By Halloween of 2003, Murray was back in Rhode Island with his parents and sisters — Erin, 21 at the time, and Colleen, 15. He had received a meritorious promotion and was ready to go back to college. “We were extremely proud,” his mother said. The Marine who came home was still their Patrick, but he carried himself with a new seriousness.

Still, the next 18 months was a time of anxiety. “This war was just not ending,” said Suzanne.

Especially in Fallujah. In March 2004, insurgents killed and mutilated four American contractors and hung their charred remains from a bridge over the Euphrates River. The episode symbolized an emerging reality: things in Iraq were not going so well for the Americans.

What came next encapsulated the American dilemma in Iraq. A newly arrived Marine expeditionary force was first ordered to smash the insurgent enclaves in Fallujah. Then the Marines were ordered to stand down. Finally the brass pulled the Marines out of the city proper and turned Fallujah over to Iraqi forces and local Sunni police. Within days, the so-called Fallujah Brigade buckled under the pressure of insurgent killings and intimidation.


EVEN AS A RESERVIST back home in Rhode Island, Murray found his focus shifting from campus to combat preparation — monthly drill weekends at Fort Devens, special courses at other installations, and summer training at Quantico. Murray and his buddy Wills honed their skills well enough to become instructors. They worked just as hard at another key aspect of building their teams in 1/25: keeping things light.

Murray staged a legendary kidnapping at Quantico in July of 2004. He anonymously ransomed Gunnery Sergeant Joe Grabbert’s favorite coffee cup for a company beer party.

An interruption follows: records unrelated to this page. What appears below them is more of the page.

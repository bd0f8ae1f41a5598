pub mod config;
pub mod error;
pub mod handlers;
pub mod routes;

use hivejar_control::ControlPlane;
use std::sync::Arc;

/// Shared state handed to every handler. Owns the control plane and the
/// request-independent configuration; hooks (JWKS invalidation, degraded
/// flag) are registered on construction rather than through globals.
pub struct AppState {
    pub control: Arc<ControlPlane>,
    pub config: config::Config,
}
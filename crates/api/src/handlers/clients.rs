use crate::error::ApiError;
use crate::AppState;
use axum::extract::{Path, Query, State};
use axum::http::StatusCode;
use axum::Json;
use hivejar_models::{ClientWithSecret, CreateClient, OAuthClient, UpdateClient};
use serde::{Deserialize, Serialize};
use std::sync::Arc;

/// Clients are tenant-scoped; the tenant rides in the query string.
#[derive(Debug, Deserialize)]
pub struct TenantQuery {
    pub tenant: String,
}

#[derive(Debug, Serialize)]
#[serde(rename_all = "camelCase")]
pub struct ClientListResponse {
    pub clients: Vec<OAuthClient>,
    pub total: usize,
}

/// GET /v2/admin/clients?tenant=:id
pub async fn list_clients(
    State(state): State<Arc<AppState>>,
    Query(query): Query<TenantQuery>,
) -> Result<Json<ClientListResponse>, ApiError> {
    let clients = state.control.list_clients(&query.tenant)?;
    let total = clients.len();
    Ok(Json(ClientListResponse { clients, total }))
}

/// POST /v2/admin/clients?tenant=:id
///
/// The response carries the plaintext secret for confidential clients;
/// no later read repeats it.
pub async fn create_client(
    State(state): State<Arc<AppState>>,
    Query(query): Query<TenantQuery>,
    Json(input): Json<CreateClient>,
) -> Result<(StatusCode, Json<ClientWithSecret>), ApiError> {
    let created = state.control.create_client(&query.tenant, input).await?;
    Ok((StatusCode::CREATED, Json(created)))
}

/// GET /v2/admin/clients/:client_id?tenant=:id
pub async fn get_client(
    State(state): State<Arc<AppState>>,
    Path(client_id): Path<String>,
    Query(query): Query<TenantQuery>,
) -> Result<Json<OAuthClient>, ApiError> {
    Ok(Json(state.control.get_client(&query.tenant, &client_id)?))
}

/// PUT /v2/admin/clients/:client_id?tenant=:id
pub async fn update_client(
    State(state): State<Arc<AppState>>,
    Path(client_id): Path<String>,
    Query(query): Query<TenantQuery>,
    Json(input): Json<UpdateClient>,
) -> Result<Json<OAuthClient>, ApiError> {
    Ok(Json(
        state.control.update_client(&query.tenant, &client_id, input).await?,
    ))
}

/// POST /v2/admin/clients/:client_id/revoke?tenant=:id
///
/// Secret rotation; the fresh plaintext is returned exactly once.
pub async fn revoke_client_secret(
    State(state): State<Arc<AppState>>,
    Path(client_id): Path<String>,
    Query(query): Query<TenantQuery>,
) -> Result<Json<ClientWithSecret>, ApiError> {
    Ok(Json(
        state.control.rotate_client_secret(&query.tenant, &client_id).await?,
    ))
}

/// DELETE /v2/admin/clients/:client_id?tenant=:id
pub async fn delete_client(
    State(state): State<Arc<AppState>>,
    Path(client_id): Path<String>,
    Query(query): Query<TenantQuery>,
) -> Result<StatusCode, ApiError> {
    state.control.delete_client(&query.tenant, &client_id).await?;
    Ok(StatusCode::NO_CONTENT)
}
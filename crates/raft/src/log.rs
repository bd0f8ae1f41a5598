use crate::error::Result;
use hivejar_models::Mutation;
use serde::{Deserialize, Serialize};
use std::fs::{self, File, OpenOptions};
use std::io::{BufRead, BufReader, Write};
use std::path::{Path, PathBuf};

/// One committed or pending mutation in the replicated log.
///
/// Indexes are 1-based; index 0 is the empty log sentinel.
#[derive(Debug, Clone, Serialize, Deserialize, PartialEq)]
pub struct LogEntry {
    pub index: u64,
    pub term: u64,
    pub mutation: Mutation,
}

/// Persisted vote state; must survive restarts so a node never votes
/// twice in the same term. The commit index rides along so a restarted
/// node re-applies exactly the entries it had already committed.
#[derive(Debug, Clone, Serialize, Deserialize, Default)]
struct VoteState {
    term: u64,
    voted_for: Option<String>,
    #[serde(default)]
    commit_index: u64,
}

/// Durable mutation log: JSON lines, fsynced on append, plus a small
/// metadata file for term/vote state.
///
/// The in-memory copy is the source of truth for reads; the files exist
/// to survive restarts. Truncation (conflict resolution) rewrites the
/// tail file.
pub struct WalLog {
    wal_path: PathBuf,
    meta_path: PathBuf,
    entries: Vec<LogEntry>,
    vote: VoteState,
}

impl WalLog {
    pub fn open(dir: impl AsRef<Path>) -> Result<Self> {
        let dir = dir.as_ref();
        fs::create_dir_all(dir)?;
        let wal_path = dir.join("wal.jsonl");
        let meta_path = dir.join("raft-meta.json");

        let mut entries = Vec::new();
        if wal_path.exists() {
            let reader = BufReader::new(File::open(&wal_path)?);
            for line in reader.lines() {
                let line = line?;
                if line.trim().is_empty() {
                    continue;
                }
                entries.push(serde_json::from_str::<LogEntry>(&line)?);
            }
        }

        let vote = if meta_path.exists() {
            serde_json::from_slice(&fs::read(&meta_path)?)?
        } else {
            VoteState::default()
        };

        Ok(Self {
            wal_path,
            meta_path,
            entries,
            vote,
        })
    }

    pub fn last_index(&self) -> u64 {
        self.entries.last().map(|e| e.index).unwrap_or(0)
    }

    pub fn last_term(&self) -> u64 {
        self.entries.last().map(|e| e.term).unwrap_or(0)
    }

    pub fn term_at(&self, index: u64) -> Option<u64> {
        if index == 0 {
            return Some(0);
        }
        self.entry_at(index).map(|e| e.term)
    }

    pub fn entry_at(&self, index: u64) -> Option<&LogEntry> {
        if index == 0 || index > self.last_index() {
            return None;
        }
        self.entries.get((index - 1) as usize)
    }

    /// Entries with `index > from`, cloned for shipping to a peer.
    pub fn entries_after(&self, from: u64) -> Vec<LogEntry> {
        self.entries
            .iter()
            .filter(|e| e.index > from)
            .cloned()
            .collect()
    }

    /// Append a new entry authored by the local leader.
    pub fn append(&mut self, term: u64, mutation: Mutation) -> Result<LogEntry> {
        let entry = LogEntry {
            index: self.last_index() + 1,
            term,
            mutation,
        };
        self.append_line(&entry)?;
        self.entries.push(entry.clone());
        Ok(entry)
    }

    /// Install replicated entries starting after `prev_index`, removing
    /// any conflicting suffix first.
    pub fn install(&mut self, prev_index: u64, incoming: Vec<LogEntry>) -> Result<()> {
        let mut needs_rewrite = false;

        for entry in &incoming {
            match self.term_at(entry.index) {
                Some(existing_term) if existing_term == entry.term => {
                    // Already have this entry; replay is a no-op.
                }
                Some(_) => {
                    needs_rewrite = true;
                    break;
                }
                None => {}
            }
        }

        if needs_rewrite {
            self.entries.truncate(prev_index as usize);
        }

        let mut appended = Vec::new();
        for entry in incoming {
            if entry.index == self.last_index() + 1 {
                self.entries.push(entry.clone());
                appended.push(entry);
            }
        }

        if needs_rewrite {
            // Conflicting suffix replaced: the tail file must be rebuilt.
            self.rewrite_wal()?;
        } else {
            for entry in &appended {
                self.append_line(entry)?;
            }
        }
        Ok(())
    }

    pub fn current_term(&self) -> u64 {
        self.vote.term
    }

    pub fn voted_for(&self) -> Option<&str> {
        self.vote.voted_for.as_deref()
    }

    pub fn saved_commit_index(&self) -> u64 {
        self.vote.commit_index
    }

    /// Persist the commit watermark; called as commits advance.
    pub fn save_commit_index(&mut self, commit_index: u64) -> Result<()> {
        if commit_index <= self.vote.commit_index {
            return Ok(());
        }
        self.vote.commit_index = commit_index;
        self.persist_meta()
    }

    /// Persist a term/vote transition before acting on it.
    pub fn save_vote(&mut self, term: u64, voted_for: Option<String>) -> Result<()> {
        self.vote = VoteState {
            term,
            voted_for,
            commit_index: self.vote.commit_index,
        };
        self.persist_meta()
    }

    fn persist_meta(&self) -> Result<()> {
        let tmp = self.meta_path.with_extension("json.tmp");
        {
            let mut file = File::create(&tmp)?;
            file.write_all(&serde_json::to_vec(&self.vote)?)?;
            file.sync_all()?;
        }
        fs::rename(&tmp, &self.meta_path)?;
        Ok(())
    }

    fn append_line(&self, entry: &LogEntry) -> Result<()> {
        let mut file = OpenOptions::new()
            .create(true)
            .append(true)
            .open(&self.wal_path)?;
        let mut line = serde_json::to_vec(entry)?;
        line.push(b'\n');
        file.write_all(&line)?;
        file.sync_all()?;
        Ok(())
    }

    fn rewrite_wal(&self) -> Result<()> {
        let tmp = self.wal_path.with_extension("jsonl.tmp");
        {
            let mut file = File::create(&tmp)?;
            for entry in &self.entries {
                let mut line = serde_json::to_vec(entry)?;
                line.push(b'\n');
                file.write_all(&line)?;
            }
            file.sync_all()?;
        }
        fs::rename(&tmp, &self.wal_path)?;
        Ok(())
    }
}

#[cfg(test)]
mod tests {
    use super::*;
    use hivejar_models::MutationType;

    fn mutation(slug: &str) -> Mutation {
        Mutation {
            mutation_type: MutationType::UpsertTenant,
            tenant_slug: slug.to_string(),
            ts_unix: 1_700_000_000,
            payload: serde_json::json!({"slug": slug}),
        }
    }

    #[test]
    fn test_append_and_reload() {
        let dir = tempfile::tempdir().unwrap();

        {
            let mut log = WalLog::open(dir.path()).unwrap();
            log.append(1, mutation("acme")).unwrap();
            log.append(1, mutation("beta")).unwrap();
            assert_eq!(log.last_index(), 2);
        }

        let log = WalLog::open(dir.path()).unwrap();
        assert_eq!(log.last_index(), 2);
        assert_eq!(log.entry_at(1).unwrap().mutation.tenant_slug, "acme");
        assert_eq!(log.entry_at(2).unwrap().mutation.tenant_slug, "beta");
    }

    #[test]
    fn test_install_replaces_conflicting_suffix() {
        let dir = tempfile::tempdir().unwrap();
        let mut log = WalLog::open(dir.path()).unwrap();
        log.append(1, mutation("acme")).unwrap();
        log.append(1, mutation("stale")).unwrap();

        let replacement = LogEntry {
            index: 2,
            term: 2,
            mutation: mutation("fresh"),
        };
        log.install(1, vec![replacement]).unwrap();

        assert_eq!(log.last_index(), 2);
        assert_eq!(log.entry_at(2).unwrap().term, 2);
        assert_eq!(log.entry_at(2).unwrap().mutation.tenant_slug, "fresh");
    }

    #[test]
    fn test_install_is_idempotent() {
        let dir = tempfile::tempdir().unwrap();
        let mut log = WalLog::open(dir.path()).unwrap();
        log.append(1, mutation("acme")).unwrap();

        let duplicate = log.entry_at(1).unwrap().clone();
        log.install(0, vec![duplicate]).unwrap();
        assert_eq!(log.last_index(), 1);
    }

    #[test]
    fn test_vote_state_persists() {
        let dir = tempfile::tempdir().unwrap();
        {
            let mut log = WalLog::open(dir.path()).unwrap();
            log.save_vote(7, Some("node-2".to_string())).unwrap();
        }

        let log = WalLog::open(dir.path()).unwrap();
        assert_eq!(log.current_term(), 7);
        assert_eq!(log.voted_for(), Some("node-2"));
    }

    #[test]
    fn test_entries_after() {
        let dir = tempfile::tempdir().unwrap();
        let mut log = WalLog::open(dir.path()).unwrap();
        log.append(1, mutation("a")).unwrap();
        log.append(1, mutation("b")).unwrap();
        log.append(1, mutation("c")).unwrap();

        let tail = log.entries_after(1);
        assert_eq!(tail.len(), 2);
        assert_eq!(tail[0].index, 2);
        assert_eq!(tail[1].index, 3);
    }
}
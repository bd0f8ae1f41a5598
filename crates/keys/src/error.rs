use thiserror::Error;

pub type Result<T> = std::result::Result<T, KeyError>;

#[derive(Debug, Error)]
pub enum KeyError {
    #[error("Key generation error: {0}")]
    Generation(String),

    #[error("JWT error: {0}")]
    Jwt(#[from] jsonwebtoken::errors::Error),

    #[error("Store error: {0}")]
    Store(#[from] hivejar_store::StoreError),

    #[error("Serialization error: {0}")]
    Serialization(#[from] serde_json::Error),

    #[error("No signing key for tenant '{0}'")]
    NoKey(String),
}

impl From<hivejar_crypto::CryptoError> for KeyError {
    fn from(err: hivejar_crypto::CryptoError) -> Self {
        KeyError::Generation(err.to_string())
    }
}

impl From<rsa::Error> for KeyError {
    fn from(err: rsa::Error) -> Self {
        KeyError::Generation(err.to_string())
    }
}

impl From<rsa::pkcs8::Error> for KeyError {
    fn from(err: rsa::pkcs8::Error) -> Self {
        KeyError::Generation(err.to_string())
    }
}
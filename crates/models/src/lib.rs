// Core modules
pub mod tenant;
pub mod client;
pub mod scope;
pub mod claims;
pub mod role;
pub mod key;
pub mod mutation;
pub mod patch;
pub mod export;
pub mod secrets;

// Re-export commonly used types
pub use tenant::{
    Tenant, CreateTenant, UpdateTenant, TenantSettings, IssuerMode,
    UserDbConfig, UserDbDriver, UserField, UserFieldType, SmtpConfig,
    CacheSettings, SecurityPolicy, SocialProviders, SocialProviderConfig,
    MailTemplate, ConsentPolicy, validate_slug, SLUG_MAX_LEN,
};
pub use client::{OAuthClient, ClientType, CreateClient, UpdateClient, ClientWithSecret};
pub use scope::{Scope, CreateScope, UpdateScope};
pub use claims::{ClaimDefinition, CreateClaim, UpdateClaim, StandardClaim, ScopeMapping, ClaimsSettings};
pub use role::{Role, CreateRole, UpdateRole, validate_role_name, ROLE_NAME_MAX_LEN};
pub use key::{SigningKey, KeyStatus, KeyAlgorithm, Jwk, JwkSet};
pub use mutation::{Mutation, MutationType, RotateKeyPayload};
pub use patch::{Patch, TenantSettingsPatch, UserDbPatch, SmtpPatch, SecurityPolicyPatch};
pub use export::{TenantExport, ExportedUser, ExportOptions, ImportMode, ImportReport};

That summer in Fallujah, Abu Musab al-Zarqawi, the Jordanian who led al-Qaida in Iraq, consolidated his headquarters, taking personal part in the beheadings of hostages. To the Marines, the City of 100 Mosques became “the bomb factory” — and once more the brass in Baghdad and Washington made an about face. The Marines were ordered in November to seize Fallujah.

They drove out Zarqawi — later located by U.S. intelligence and killed — and routed the insurgents who stayed to fight. But the victory was the bloodiest and most destructive of the war. After being displaced for weeks, the people returned to a city largely in ruins, further than ever from embracing the American cause. The jihadists immediately set about reinfiltrating.

The national elections of January 2005 — so widely viewed as a sign of hope — were a non-event in Fallujah, boycotted by the Sunni majority.

Later that summer, the 1/25 Marines were alerted of their deployment to Fallujah. Murray took a leave from URI to settle his affairs, begin his goodbyes and report to Fort Devens in December. Live-fire exercises in arctic weather seemed downright dangerous. Living conditions were worse than boot camp, 10 Marines jostling for sleeping space in rundown, randomly furnished rooms. “Man, that place stunk,” Murray said.

Last stop before deployment to Iraq was the Marine camp at Twentynine Palms, Calif. Now the training stepped up to a much higher level, sharpening skills and rehearsing battle situations.

Everybody needed to know something about every job: the repair of a disabled Humvee, the application of a pressure bandage to a gaping wound, the navigation of an assault patrol within the urban gridwork through night-vision goggles, the firing and maintenance of an array of weapons.

But it was also drummed into the Marines that “this was going to be urban warfare — the ultimate small-unit engagement,” said Murray’s platoon commander, Captain Fogerty. No training could simulate the moment in battle when everything goes wrong.